Tal acontecimento nos leva a refletir até onde o estereótipo do Piauí, construído no imaginário nacional, pode chegar a influenciar posturas do cidadão comum e das autoridades que governam o Brasil. Tanto se fala de igualdade, de repúdio ao preconceito, de combate à xenofobia e cenas como essa se repetem com relativa frequência, para infelicidade dos piauienses e dos nordestinos, de maneira geral.

Em uma época em que é moda pregar o respeito à diversidade, os brasileiros não conseguem conviver com as próprias diferenças regionais, gerando um clima agressivo e de tensão desnecessário. Para enaltecer um lugar, ou mesmo mostrar seus pontos fracos, é totalmente dispensável o menosprezo por outras partes do país ou do mundo. E isso acontece de maneira que muitas vezes nem percebemos, tão rotineiros são os métodos utilizados pelos nossos representantes.

Autoridade pública tem que se policiar

Quantas vezes não nos surpreendemos ao acompanhar os políticos que elegemos em situações tais como justificar um índice social baixo, argumentando que tal estado, ou tal cidade de outra região teve um índice pior. Inúmeras vezes ouvimos alguém falar que a economia do país não cresceu mais por conta de uma região ou de alguns estados – como se pudéssemos, simplesmente, escolher os de melhor desempenho e redesenhar o mapa do país nos livros de geografia.

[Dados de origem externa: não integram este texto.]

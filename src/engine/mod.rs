//! Opaque headless-engine capability.
//!
//! The pool never talks a remote-control protocol directly; it consumes
//! these traits: launch or attach to a browser, open an isolated context,
//! drive one page, capture bytes. The production implementation sits on
//! Chromium's DevTools protocol ([`chromium`]); tests substitute mocks.
//!
//! # Module Structure
//!
//! - [`chromium`] - chromiumoxide-backed engine (feature `chromium`)

#[cfg(feature = "chromium")]
pub mod chromium;

use async_trait::async_trait;
use tokio::sync::watch;

use crate::config::EngineConfig;
use crate::request::{ClipRegion, ImageType};
use crate::{Result, Viewport};

/// Parameters for one capture, already resolved by the capturer.
#[derive(Debug, Clone)]
pub struct Screenshot {
    pub image_type: ImageType,
    /// JPEG quality 1-100.
    pub quality: Option<u8>,
    /// Capture this document region instead of the viewport.
    pub clip: Option<ClipRegion>,
    /// Capture the full scrollable document.
    pub full_page: bool,
}

/// Axis-aligned box of the content element, in CSS pixels relative to the
/// document.
#[derive(Debug, Clone, Copy, PartialEq)]
pub struct ContentBox {
    pub x: f64,
    pub y: f64,
    pub width: f64,
    pub height: f64,
}

#[async_trait]
pub trait RenderEngine: Send + Sync {
    /// Engine type tag used in registry keys ("chromium", ...).
    fn kind(&self) -> &'static str;

    /// Spawn a fresh browser process.
    async fn launch(&self, config: &EngineConfig) -> Result<Box<dyn BrowserHandle>>;

    /// Attach to an already-running browser via its control endpoint.
    async fn connect(&self, endpoint: &str) -> Result<Box<dyn BrowserHandle>>;
}

#[async_trait]
pub trait BrowserHandle: Send + Sync {
    /// Control endpoint other processes can attach to.
    fn endpoint(&self) -> &str;

    /// Receiver flipped to `true` exactly once, when the engine connection
    /// drops. Subscribers use it as the forced-restart trigger.
    fn disconnects(&self) -> watch::Receiver<bool>;

    /// Open an isolated context: no cookie/storage leakage between jobs.
    async fn new_context(&self) -> Result<Box<dyn PageContext>>;

    /// Cheap liveness probe; an error means the browser is gone or wedged.
    async fn probe(&self) -> Result<()>;

    async fn close(&self) -> Result<()>;
}

#[async_trait]
pub trait PageContext: Send + Sync {
    async fn new_page(&self) -> Result<Box<dyn PageHandle>>;

    /// Dispose the context and any pages still in it.
    async fn close(&self) -> Result<()>;
}

#[async_trait]
pub trait PageHandle: Send + Sync {
    /// Navigate and wait for the configured load condition. Callers bound
    /// this with a hard timeout.
    async fn goto(&self, url: &str) -> Result<()>;

    /// Resolve once every `<img>` on the page finished loading (or failed).
    /// Callers bound this with a hard timeout.
    async fn wait_for_images(&self) -> Result<()>;

    /// Bounding box of the first element matching `selector`, if any.
    async fn content_box(&self, selector: &str) -> Result<Option<ContentBox>>;

    async fn set_viewport(&self, viewport: Viewport) -> Result<()>;

    /// Scroll the document so `y` is at the viewport top.
    async fn scroll_to(&self, y: u32) -> Result<()>;

    async fn screenshot(&self, params: Screenshot) -> Result<Vec<u8>>;

    async fn close(&self) -> Result<()>;
}

impl Screenshot {
    pub fn element_clip(image_type: ImageType, quality: Option<u8>, content: ContentBox) -> Self {
        Self {
            image_type,
            quality,
            clip: Some(ClipRegion {
                x: content.x,
                y: content.y,
                width: content.width,
                height: content.height,
            }),
            full_page: false,
        }
    }

    pub fn full_page(image_type: ImageType, quality: Option<u8>) -> Self {
        Self {
            image_type,
            quality,
            clip: None,
            full_page: true,
        }
    }

    pub fn viewport(image_type: ImageType, quality: Option<u8>) -> Self {
        Self {
            image_type,
            quality,
            clip: None,
            full_page: false,
        }
    }
}
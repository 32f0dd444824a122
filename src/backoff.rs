//! Exponential backoff for browser attach retries.

use std::time::Duration;

use rand::Rng;

/// Longest delay between attach attempts regardless of attempt count.
pub const MAX_RETRY_DELAY: Duration = Duration::from_secs(10);

/// Deterministic exponential delay: `base * 2^attempt`, capped.
///
/// `attempt` is zero-based; attempt 0 waits `base`.
pub fn retry_delay(attempt: u32, base: Duration) -> Duration {
    let factor = 2u32.checked_pow(attempt).unwrap_or(u32::MAX);
    base.checked_mul(factor)
        .unwrap_or(MAX_RETRY_DELAY)
        .min(MAX_RETRY_DELAY)
}

/// `retry_delay` with ±25% jitter so independent processes don't hammer a
/// dying endpoint in lockstep.
pub fn jittered_retry_delay(attempt: u32, base: Duration) -> Duration {
    let delay = retry_delay(attempt, base);
    let spread = delay.as_millis() as i64 / 4;
    if spread == 0 {
        return delay;
    }
    let offset = rand::thread_rng().gen_range(-spread..=spread);
    let millis = (delay.as_millis() as i64 + offset).max(0) as u64;
    Duration::from_millis(millis)
}

#[cfg(test)]
mod tests {
    use super::*;

    #[test]
    fn delay_doubles_per_attempt() {
        let base = Duration::from_millis(500);
        assert_eq!(retry_delay(0, base), Duration::from_millis(500));
        assert_eq!(retry_delay(1, base), Duration::from_millis(1000));
        assert_eq!(retry_delay(2, base), Duration::from_millis(2000));
        assert_eq!(retry_delay(3, base), Duration::from_millis(4000));
    }

    #[test]
    fn delay_is_capped() {
        let base = Duration::from_millis(500);
        assert_eq!(retry_delay(20, base), MAX_RETRY_DELAY);
        assert_eq!(retry_delay(u32::MAX, base), MAX_RETRY_DELAY);
    }

    #[test]
    fn jitter_stays_within_quarter_spread() {
        let base = Duration::from_millis(400);
        for attempt in 0..4 {
            let nominal = retry_delay(attempt, base);
            for _ in 0..50 {
                let jittered = jittered_retry_delay(attempt, base);
                let lo = nominal.mul_f64(0.75);
                let hi = nominal.mul_f64(1.25);
                assert!(
                    jittered >= lo && jittered <= hi,
                    "attempt {attempt}: {jittered:?} outside [{lo:?}, {hi:?}]"
                );
            }
        }
    }

    #[test]
    fn zero_base_never_panics() {
        assert_eq!(retry_delay(5, Duration::ZERO), Duration::ZERO);
        assert_eq!(jittered_retry_delay(5, Duration::ZERO), Duration::ZERO);
    }
}
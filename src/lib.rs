//! Rasterpool Library
//!
//! A browser render pool: rasterize HTML documents (or live URLs) into
//! raster images over a single long-lived headless browser shared by
//! concurrent jobs and, via a published endpoint, by other processes on the
//! same host.
//!
//! # Module Overview
//!
//! - [`service`] - The [`RenderPool`] façade (screenshot / restart / cleanup)
//! - [`engine`] - Opaque headless-engine traits and the Chromium implementation
//! - [`lifecycle`] - Browser ownership, serialized init, crash recovery
//! - [`connector`] - Attach-or-launch acquisition with backoff
//! - [`registry`] - Cross-process endpoint registry
//! - [`scheduler`] - Concurrency-bounded job admission
//! - [`capture`] - Per-job navigation and screenshot capture
//! - [`segments`] - Multi-page segment geometry
//! - [`config`] - Configuration file support
//!
//! # Example
//!
//! ```no_run
//! use rasterpool_lib::{Config, RenderPool, RenderRequest, Viewport};
//!
//! # async fn example() -> rasterpool_lib::Result<()> {
//! let pool = RenderPool::new(Config::default())?;
//! let request = RenderRequest::url("example", "https://example.com")
//!     .with_viewport(Viewport::new(1280, 720))
//!     .with_full_page(true);
//! let output = pool.screenshot(&request).await?;
//! println!("captured {} page(s)", output.page_count());
//! pool.cleanup().await;
//! # Ok(())
//! # }
//! ```

pub mod backoff;
pub mod capture;
pub mod config;
pub mod connector;
pub mod engine;
pub mod error;
pub mod health;
pub mod lifecycle;
pub mod registry;
pub mod request;
pub mod scheduler;
pub mod segments;
pub mod service;
pub mod viewport;

pub use config::{Config, EngineConfig, RegistryConfig, Timeouts};
pub use engine::{BrowserHandle, ContentBox, PageContext, PageHandle, RenderEngine, Screenshot};
pub use error::{ErrorCategory, ErrorPayload, RenderError, Result};
pub use lifecycle::{LifecycleController, PoolState};
pub use registry::{
    process_identity_key, EndpointRegistry, FileRegistry, MemoryRegistry,
};
pub use request::{
    CaptureStrategy, ClipRegion, ImageType, RenderOutput, RenderRequest, RenderSource,
};
pub use scheduler::RenderGate;
pub use segments::{segment_plan, Segment};
pub use service::{RenderPool, TemplateResolver};
pub use viewport::Viewport;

Esse discurso, sob este aspecto, parece retrógrado, ultrapassado. Porém, infelizmente, ele ainda continua muito atual e soa natural para muitos brasileiros. E, neste caso, não é do preconceito de uma estudante de Direito que, no auge do seu desrespeito, pensou que poderia afogar os nordestinos e melhorar o mundo. Nem dos que retuitaram e difundiram as barbaridades postadas por ela em redes sociais. Estamos aqui falando de alguém eleito pelo povo e que representa milhares de pessoas – muito provavelmente, nem todas aprovariam a postura do parlamentar.

Marcelo Ramos deveria saber, pelo menos, que o Piauí é também um estado muito rico, e tem problemas da mesma forma que o Amazonas: não tem uma saúde e uma educação pública que sejam espelho para o restante do país. Isso, para não falar de tantas outras deficiências que atingem a região Norte e as outras no Brasil. Mais que isso, o deputado deveria prestar atenção no que fala, como fala, quando fala e para quem fala. Autoridade pública tem que se policiar.

Piauí não é um estado qualquer

Quando se sobe em um plenário para proferir um discurso em uma Assembleia Legislativa, ou se discute um assunto enquanto porta-voz da população que o elegeu, é preciso medir as palavras, é preciso saber o peso do que se diz. E, principalmente, em um contexto em que as informações repercutem rapidamente na internet e ganham dimensões inimagináveis. Será que o deputado pensou que os piauienses iriam ler ou ouvir seu discurso? Ou será que ele também pensa que no Piauí ainda não chegou internet?

Ao assumir um cargo público de relevância, espera-se que, no mínimo, o político saiba expressar-se em nome dos interesses públicos e conheça não só a sua região, mas o país em que vive. Gostaria de convidar o senhor Ramos a conhecer o Piauí e constatar que falar do Amazonas, de fato, não é falar do Piauí – porque são estados diferentes, com culturas diferentes e, felizmente, com representantes políticos que não costumam denegrir o Amazonas ou qualquer outro estado para denunciar os problemas que possui.

O Piauí não é um estado qualquer. É um lugar único, com características que o distinguem até mesmo de seus vizinhos nordestinos. Quem sabe, ao conhecer melhor o país em que vive, o parlamentar amazonense vai evitar deixar sua equipe de assessoria de imprensa em maus lençóis na próxima vez em que se pronunciar.